Hey Google ... So meldet man sich, wenn man in ein Auto einsteigt, das den Silicon-Valley-Giganten Google nicht nur als beiläufige Bespielung über eine Handyverbindung einsetzt, sondern gleich mit dem Google-Betriebssystem Android läuft. Als erstes Auto überhaupt.

Man steigt damit in ein Handy ein, gewissermaßen, auf vier Rädern halt. Mit dem Vorteil, dass Google gleich direkt beim Auto mitdenkt, samt Personalisierungsoptionen und Datenfluss. Beim Handy haben das die meisten Menschen akzeptiert, beim Auto geben sich viele vorsichtiger.

Deshalb hat man die Option, nicht in der vollen Daten-Tiefenschärfe und bei allen Funktionen mitzugoogeln, Pardon mitzumachen. Dann ist das Auto aber auch nur der halbe Spaß.

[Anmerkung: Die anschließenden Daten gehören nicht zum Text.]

//! CPU rasterizer.
//!
//! Shapes are evaluated per pixel center with a one-pixel soft edge, then
//! composited source-over onto an 8-bit RGBA image. Slow compared to the GPU
//! path, but exact enough for snapshots and tests.

use std::ops::Range;
use std::path::Path;

use glam::{Vec2, Vec3, Vec4};
use image::{ImageFormat, Rgba, RgbaImage};

use super::{Canvas, Viewport};

pub struct PixelCanvas {
    image: RgbaImage,
}

impl PixelCanvas {
    /// A transparent canvas of the given size.
    pub fn new(width: u32, height: u32) -> Self {
        Self {
            image: RgbaImage::new(width, height),
        }
    }

    pub fn image(&self) -> &RgbaImage {
        &self.image
    }

    pub fn into_image(self) -> RgbaImage {
        self.image
    }

    /// RGBA bytes at `(x, y)`.
    pub fn pixel(&self, x: u32, y: u32) -> [u8; 4] {
        self.image.get_pixel(x, y).0
    }

    /// Write the current frame as a PNG.
    pub fn save_png(&self, path: impl AsRef<Path>) -> Result<(), image::ImageError> {
        self.image.save_with_format(path, ImageFormat::Png)
    }

    /// Composite `color` over the pixel at `(x, y)` with the given alpha.
    fn blend(&mut self, x: u32, y: u32, color: Vec3, alpha: f32) {
        if alpha <= 0.0 {
            return;
        }
        let alpha = alpha.min(1.0);
        let px = self.image.get_pixel_mut(x, y);
        let dst = Vec3::new(px[0] as f32, px[1] as f32, px[2] as f32) / 255.0;
        let dst_alpha = px[3] as f32 / 255.0;
        let out = dst.lerp(color, alpha);
        let out_alpha = alpha + dst_alpha * (1.0 - alpha);
        *px = Rgba([to_u8(out.x), to_u8(out.y), to_u8(out.z), to_u8(out_alpha)]);
    }

    /// Pixel rows and columns touched by the box `[min, max]`, clipped.
    fn pixel_box(&self, min: Vec2, max: Vec2) -> Option<(Range<u32>, Range<u32>)> {
        let (w, h) = self.image.dimensions();
        let x0 = min.x.floor().max(0.0) as u32;
        let y0 = min.y.floor().max(0.0) as u32;
        let x1 = (max.x.ceil().max(0.0) as u32).min(w);
        let y1 = (max.y.ceil().max(0.0) as u32).min(h);
        if x0 >= x1 || y0 >= y1 {
            None
        } else {
            Some((x0..x1, y0..y1))
        }
    }

    /// Visit every pixel center inside the clipped box.
    fn shade(&mut self, min: Vec2, max: Vec2, mut shader: impl FnMut(Vec2) -> Option<(Vec3, f32)>) {
        let Some((xs, ys)) = self.pixel_box(min, max) else {
            return;
        };
        for y in ys {
            for x in xs.clone() {
                let center = Vec2::new(x as f32 + 0.5, y as f32 + 0.5);
                if let Some((color, alpha)) = shader(center) {
                    self.blend(x, y, color, alpha);
                }
            }
        }
    }
}

impl Canvas for PixelCanvas {
    fn size(&self) -> Viewport {
        let (width, height) = self.image.dimensions();
        Viewport::new(width, height)
    }

    fn resize(&mut self, width: u32, height: u32) {
        if self.image.dimensions() != (width, height) {
            self.image = RgbaImage::new(width, height);
        }
    }

    fn fill(&mut self, color: Vec4) {
        let rgba = Rgba([to_u8(color.x), to_u8(color.y), to_u8(color.z), 255]);
        for px in self.image.pixels_mut() {
            *px = rgba;
        }
    }

    fn glow(&mut self, center: Vec2, radius: f32, color: Vec4) {
        if radius <= 0.0 {
            return;
        }
        let extent = Vec2::splat(radius);
        self.shade(center - extent, center + extent, |p| {
            let d = p.distance(center);
            (d < radius).then(|| (color.truncate(), color.w * (1.0 - d / radius)))
        });
    }

    fn disc(&mut self, center: Vec2, radius: f32, color: Vec4) {
        let extent = Vec2::splat(radius + 1.0);
        self.shade(center - extent, center + extent, |p| {
            let coverage = (radius - p.distance(center) + 0.5).clamp(0.0, 1.0);
            (coverage > 0.0).then(|| (color.truncate(), color.w * coverage))
        });
    }

    fn gradient_line(&mut self, from: Vec2, to: Vec2, width: f32, start: Vec4, end: Vec4) {
        let half = width * 0.5 + 1.0;
        let dir = to - from;
        let len_sq = dir.length_squared();
        self.shade(from.min(to) - half, from.max(to) + half, |p| {
            let t = if len_sq > 0.0 {
                ((p - from).dot(dir) / len_sq).clamp(0.0, 1.0)
            } else {
                0.0
            };
            let dist = p.distance(from + dir * t);
            let coverage = (width * 0.5 - dist + 0.5).clamp(0.0, 1.0);
            if coverage <= 0.0 {
                return None;
            }
            let color = start.lerp(end, t);
            Some((color.truncate(), color.w * coverage))
        });
    }

    fn vignette(&mut self, inner: f32, outer: f32, color: Vec4) {
        let size = self.size().size();
        let center = size * 0.5;
        let reach = center.length();
        if reach <= 0.0 {
            return;
        }
        self.shade(Vec2::ZERO, size, |p| {
            let strength = smoothstep(inner, outer, p.distance(center) / reach);
            Some((color.truncate(), color.w * strength))
        });
    }
}

fn smoothstep(edge0: f32, edge1: f32, x: f32) -> f32 {
    if edge1 <= edge0 {
        return if x < edge0 { 0.0 } else { 1.0 };
    }
    let t = ((x - edge0) / (edge1 - edge0)).clamp(0.0, 1.0);
    t * t * (3.0 - 2.0 * t)
}

#[inline]
fn to_u8(v: f32) -> u8 {
    (v.clamp(0.0, 1.0) * 255.0).round() as u8
}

Bei Polestar begründet man die Android-Wahl so: Google sei Lebensbegleiter, den Menschen besser vertraut als jedes Autobetriebssystem dieser Welt. Niemand könne so schnell updaten, was sich in dieser verändert. In der Tat sind Aufbau/Logik der Funktionen (über Abbildungen auswählbar) sowie Reaktionszeiten am mittigen 11,2-Zoll-Bildschirm besser als in den meisten anderen Autos. Intuitiv, einfach.

Totale Vernetzung

In einem atemberaubenden Tempo wird die alte mobile Welt aus den Angeln gehoben. Jeder ist mit jedem verbandelt, die Technologietreiber und Polestar ein Musterbeispiel dafür.

Noch unbekannt, aber doch mit Potenzial. Erst 2017 wurde man von Volvo mit dessen chinesischen Mutterkonzern Geely, der wiederum Anteile an Daimler besitzt, übernommen. Übrigens: Geely entwickelt den neuen Smart für Daimler.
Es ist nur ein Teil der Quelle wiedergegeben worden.